Since the focus is on the speed and rapid product flow, the key objective is to move goods as fast as possible along the supply chain. In order to achieve this, companies are exploring and exploiting the benefits offered by cross-docking. Some surveys have shown that at the best run warehouses as much as a half of all incoming goods are cross-docked.
Another change was noticed in the design of modern warehouses, which make most of the renewable energy and natural light, thus helping companies become greener and make better use of the space available.
Being more than just a place to store goods, a warehouse is now a real information hub. Since the operations are now more complex, advanced technology has to be used to cover the needs. The aim is to successfully handle huge amounts of data and respond to the demand with perfect accuracy. This is particularly important when it comes to cross-docking.
Also, warehouses now need direct contact via Internet with customers, who, in turn, are becoming more demanding when it comes to the size of parcels and customization. Also, real-time information has become of paramount importance. Finally, the customers vary and their numbers are rising, which means a lot of resources have to be invested in the optimization of warehousing solutions.
What do Hi-tech Warehouses Offer?
Such facilities work on several aspects in order to improve their overall performance. For example, the distances travelled by each employee are recorded and analyzed in order to find ways to make them more efficient.
Also, the layout should provide cost benefits to the organization. Value stream mapping is used to assess the information and product flow in the warehouse, as well as to pinpoint possible bottlenecks and delays in the system.
When it comes to receiving and storing goods, efficiency and safety are the key issues. No more than two moves are expected when receiving goods (but one is the target) if the operation is to be deemed a success. “Information replaces inventory,” as they say in modern warehousing business. Since goods have become increasingly varied and difficult to store and stack, state-of-the art warehouses are using more overhead space, heavy-duty industrial pallet racks and wide-angle handling equipment.
Information about boxes and loads is collected by paperless technology devices, which can be hand-held or installed on some machines, such as forklifts and cranes. Barcodes or special kind of radio frequency are used to communicate with operators, although the good old voice command is still present.
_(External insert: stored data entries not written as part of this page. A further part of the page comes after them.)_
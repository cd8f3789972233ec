//! Output formats and assembly of batch audio into the final stream.

use std::fmt;
use std::path::{Path, PathBuf};
use std::str::FromStr;
use std::sync::Arc;
use std::time::Duration;

use serde::{Deserialize, Serialize};
use tokio::sync::Semaphore;
use tokio::task::JoinSet;

use autocut_common::config::EncoderConfig;
use autocut_common::error::{AutocutError, AutocutResult};

use crate::capability::AacEncoder;
use crate::command::{Encoder, EncoderCommand};
use crate::extractor::hound_error;

/// Container extensions treated as video input.
pub const VIDEO_EXTENSIONS: &[&str] = &["mp4", "mkv", "mov", "avi", "webm", "flv"];

/// Whether `path` names a video container.
pub fn is_video_container(path: &Path) -> bool {
    path.extension()
        .and_then(|e| e.to_str())
        .map(|e| VIDEO_EXTENSIONS.contains(&e.to_ascii_lowercase().as_str()))
        .unwrap_or(false)
}

/// Final artifact format.
#[derive(Debug, Clone, Copy, PartialEq, Eq, Serialize, Deserialize)]
#[serde(rename_all = "lowercase")]
pub enum OutputFormat {
    Mp3,
    M4a,
    Wav,
    Flac,
    Ogg,
    Mp4,
}

impl OutputFormat {
    pub fn extension(&self) -> &'static str {
        match self {
            Self::Mp3 => "mp3",
            Self::M4a => "m4a",
            Self::Wav => "wav",
            Self::Flac => "flac",
            Self::Ogg => "ogg",
            Self::Mp4 => "mp4",
        }
    }

    pub fn is_video(&self) -> bool {
        matches!(self, Self::Mp4)
    }

    /// Infer from an output file name.
    pub fn from_path(path: &Path) -> Option<Self> {
        path.extension()?.to_str()?.parse().ok()
    }
}

impl FromStr for OutputFormat {
    type Err = AutocutError;

    fn from_str(s: &str) -> Result<Self, Self::Err> {
        match s.to_ascii_lowercase().as_str() {
            "mp3" => Ok(Self::Mp3),
            "m4a" | "aac" => Ok(Self::M4a),
            "wav" => Ok(Self::Wav),
            "flac" => Ok(Self::Flac),
            "ogg" => Ok(Self::Ogg),
            "mp4" => Ok(Self::Mp4),
            other => Err(AutocutError::unsupported(format!(
                "output format {other:?} (use mp3, m4a, wav, flac, ogg, mp4)"
            ))),
        }
    }
}

impl fmt::Display for OutputFormat {
    fn fmt(&self, f: &mut fmt::Formatter<'_>) -> fmt::Result {
        f.write_str(self.extension())
    }
}

/// Lossy encoding quality tier.
#[derive(Debug, Clone, Copy, PartialEq, Eq, Default, Serialize, Deserialize)]
#[serde(rename_all = "lowercase")]
pub enum Quality {
    #[default]
    High,
    Medium,
    Low,
}

impl Quality {
    /// LAME VBR quality (`-q:a`), lower is better.
    pub fn mp3_qscale(&self) -> &'static str {
        match self {
            Self::High => "2",
            Self::Medium => "4",
            Self::Low => "6",
        }
    }

    /// Vorbis quality (`-q:a`), higher is better.
    pub fn vorbis_quality(&self) -> &'static str {
        match self {
            Self::High => "8",
            Self::Medium => "5",
            Self::Low => "3",
        }
    }
}

impl FromStr for Quality {
    type Err = AutocutError;

    fn from_str(s: &str) -> Result<Self, Self::Err> {
        match s.to_ascii_lowercase().as_str() {
            "high" => Ok(Self::High),
            "medium" => Ok(Self::Medium),
            "low" => Ok(Self::Low),
            other => Err(AutocutError::unsupported(format!(
                "quality {other:?} (use high, medium, low)"
            ))),
        }
    }
}

/// Turns batch WAVs into one encoded audio file.
#[derive(Clone)]
pub struct AudioAssembler {
    encoder: Arc<dyn Encoder>,
    config: EncoderConfig,
    max_workers: usize,
    scratch: PathBuf,
}

impl AudioAssembler {
    /// Intermediate files are written under `scratch`.
    pub fn new(
        encoder: Arc<dyn Encoder>,
        config: &EncoderConfig,
        max_workers: usize,
        scratch: &Path,
    ) -> Self {
        Self {
            encoder,
            config: config.clone(),
            max_workers: max_workers.max(1),
            scratch: scratch.to_path_buf(),
        }
    }

    fn timeout(&self) -> Duration {
        Duration::from_secs(self.config.default_timeout_secs)
    }

    /// Assemble `batches` (in order) into `output` as `format`.
    ///
    /// `Mp4` is not an audio format; callers produce MP3 audio first and
    /// hand it to the video stage.
    pub async fn assemble(
        &self,
        batches: &[PathBuf],
        format: OutputFormat,
        quality: Quality,
        output: &Path,
    ) -> AutocutResult<()> {
        tracing::info!(batches = batches.len(), format = %format, "Assembling audio");
        match format {
            OutputFormat::Wav => {
                self.concat_in_process(batches, output).await?;
            }
            OutputFormat::Mp3 | OutputFormat::Mp4 => {
                self.to_mp3(batches, quality, output).await?;
            }
            OutputFormat::M4a => {
                let merged = self.scratch.join("merged.wav");
                self.concat_in_process(batches, &merged).await?;
                self.to_aac(&merged, output).await?;
            }
            OutputFormat::Flac => {
                let merged = self.scratch.join("merged.wav");
                self.concat_in_process(batches, &merged).await?;
                let cmd = EncoderCommand::new(output)
                    .label("flac")
                    .input(&merged)
                    .audio_codec("flac");
                self.encoder.run(&cmd, self.timeout()).await?;
            }
            OutputFormat::Ogg => {
                let merged = self.scratch.join("merged.wav");
                self.concat_in_process(batches, &merged).await?;
                let cmd = EncoderCommand::new(output)
                    .label("vorbis")
                    .input(&merged)
                    .audio_codec("libvorbis")
                    .output_args(["-q:a", quality.vorbis_quality()]);
                self.encoder.run(&cmd, self.timeout()).await?;
            }
        }
        Ok(())
    }

    async fn concat_in_process(&self, batches: &[PathBuf], output: &Path) -> AutocutResult<()> {
        let inputs = batches.to_vec();
        let output = output.to_path_buf();
        tokio::task::spawn_blocking(move || concat_wavs(&inputs, &output))
            .await
            .map_err(|e| AutocutError::Other(anyhow::anyhow!("WAV concat task failed: {e}")))??;
        Ok(())
    }

    /// Compress each batch to MP3 concurrently, then join the parts by stream copy.
    pub async fn to_mp3(
        &self,
        batches: &[PathBuf],
        quality: Quality,
        output: &Path,
    ) -> AutocutResult<()> {
        let parts_dir = self.scratch.join("mp3_parts");
        std::fs::create_dir_all(&parts_dir)?;

        let permits = Arc::new(Semaphore::new(self.max_workers));
        let mut tasks = JoinSet::new();
        for (index, wav) in batches.iter().enumerate() {
            let part = parts_dir.join(format!("{index:04}.mp3"));
            let cmd = EncoderCommand::new(&part)
                .label(format!("mp3 part {index}"))
                .input(wav)
                .audio_codec("libmp3lame")
                .output_args(["-q:a", quality.mp3_qscale()])
                .threads(self.max_workers)
                .output_args(["-write_xing", "0"]);
            let encoder = Arc::clone(&self.encoder);
            let permits = Arc::clone(&permits);
            let timeout = self.timeout();
            tasks.spawn(async move {
                let _permit = permits
                    .acquire_owned()
                    .await
                    .map_err(|e| AutocutError::Other(anyhow::anyhow!("semaphore closed: {e}")))?;
                encoder.run(&cmd, timeout).await?;
                Ok::<_, AutocutError>((index, part))
            });
        }

        let mut parts: Vec<Option<PathBuf>> = vec![None; batches.len()];
        while let Some(joined) = tasks.join_next().await {
            let (index, part) = joined
                .map_err(|e| AutocutError::Other(anyhow::anyhow!("MP3 task failed: {e}")))??;
            parts[index] = Some(part);
        }
        let parts: Vec<PathBuf> = parts.into_iter().flatten().collect();
        tracing::debug!(parts = parts.len(), "Compressed MP3 parts");

        self.concat_copy(&parts, output, "mp3 concat").await
    }

    /// Join media files of identical encoding without re-encoding.
    pub async fn concat_copy(&self, parts: &[PathBuf], output: &Path, label: &str) -> AutocutResult<()> {
        let list = self.scratch.join(format!("{}.txt", label.replace(' ', "_")));
        write_concat_list(&list, parts)?;
        let cmd = EncoderCommand::new(output)
            .label(label)
            .concat_input(&list)
            .stream_copy();
        self.encoder.run(&cmd, self.timeout()).await
    }

    /// Encode `input` to AAC with the best available implementation.
    ///
    /// If the direct encode fails, the input is decoded to a lossless
    /// intermediate and the encode is retried once from there.
    pub async fn to_aac(&self, input: &Path, output: &Path) -> AutocutResult<AacEncoder> {
        let aac = AacEncoder::detect(self.encoder.as_ref()).await;
        let direct = self.aac_command(input, output, aac).label("aac");
        match self.encoder.run(&direct, self.timeout()).await {
            Ok(()) => return Ok(aac),
            Err(e) if !e.is_recoverable_tier_failure() => return Err(e),
            Err(e) => {
                tracing::warn!(error = %e, "Direct AAC encode failed; retrying from lossless intermediate");
            }
        }

        let intermediate = self.scratch.join("aac_fallback.wav");
        let decode = EncoderCommand::new(&intermediate)
            .label("aac fallback decode")
            .input(input)
            .audio_codec("pcm_s16le")
            .output_args([
                "-ar".to_string(),
                self.config.sample_rate.to_string(),
                "-ac".to_string(),
                self.config.channels.to_string(),
            ]);
        self.encoder.run(&decode, self.timeout()).await?;

        let retry = self.aac_command(&intermediate, output, aac).label("aac retry");
        self.encoder.run(&retry, self.timeout()).await?;
        Ok(aac)
    }

    fn aac_command(&self, input: &Path, output: &Path, aac: AacEncoder) -> EncoderCommand {
        EncoderCommand::new(output)
            .input(input)
            .output_args(aac.args())
            .output_args(["-movflags", "+faststart"])
            .threads(self.max_workers.min(2))
            .output_args(["-max_muxing_queue_size", "9999"])
    }
}

/// Concatenate WAV files sample-exactly. Returns the number of samples written.
pub fn concat_wavs(inputs: &[PathBuf], output: &Path) -> AutocutResult<u64> {
    let first = inputs
        .first()
        .ok_or_else(|| AutocutError::unsupported("no audio batches to concatenate"))?;
    let spec = hound::WavReader::open(first).map_err(hound_error)?.spec();

    let mut writer = hound::WavWriter::create(output, spec).map_err(hound_error)?;
    let mut written = 0u64;
    for input in inputs {
        let mut reader = hound::WavReader::open(input).map_err(hound_error)?;
        if reader.spec() != spec {
            return Err(AutocutError::unsupported(format!(
                "{} does not match the layout of {}",
                input.display(),
                first.display()
            )));
        }
        for sample in reader.samples::<i16>() {
            writer.write_sample(sample.map_err(hound_error)?).map_err(hound_error)?;
            written += 1;
        }
    }
    writer.finalize().map_err(hound_error)?;
    Ok(written)
}

/// Write a concat-demuxer list naming `paths` in order.
pub fn write_concat_list(list: &Path, paths: &[PathBuf]) -> AutocutResult<()> {
    let body: String = paths
        .iter()
        .map(|p| format!("file '{}'\n", p.to_string_lossy().replace('\'', "'\\''")))
        .collect();
    std::fs::write(list, body)?;
    Ok(())
}
//! Timeline renumbering: lay retained entries end to end from zero.
//!
//! Each entry keeps its exact duration, and each starts where the previous
//! one ended. Arithmetic is on integer microseconds so the boundaries of
//! consecutive entries are bit-identical.

use autocut_timeline::{RetainedEntry, TimedEntry};

/// Place `entries` (in the given order) on a contiguous zero-based timeline.
pub fn renumber(entries: &[TimedEntry]) -> Vec<RetainedEntry> {
    let mut cursor = 0i64;
    let retimed: Vec<RetainedEntry> = entries
        .iter()
        .cloned()
        .map(|entry| {
            let (retained, next) = RetainedEntry::place(entry, cursor);
            cursor = next;
            retained
        })
        .collect();

    tracing::debug!(
        entries = retimed.len(),
        total_secs = total_duration(&retimed),
        "Renumbered timeline"
    );
    retimed
}

/// End of the last retimed entry.
pub fn total_duration(entries: &[RetainedEntry]) -> f64 {
    entries.last().map(|e| e.adjusted_end).unwrap_or(0.0)
}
Depending on the amount of resources invested in designing a warehouse and the skill with which such design has been executed, modern warehouses are so much more than just giant boxes used for storing goods. Naturally, they are now heavily reliant on modern technology, especially IT, but that doesn’t mean people are no longer needed. What is true, though, is that employees at warehouses now need to be multi-skilled and able to respond to modern requirements of this field of business.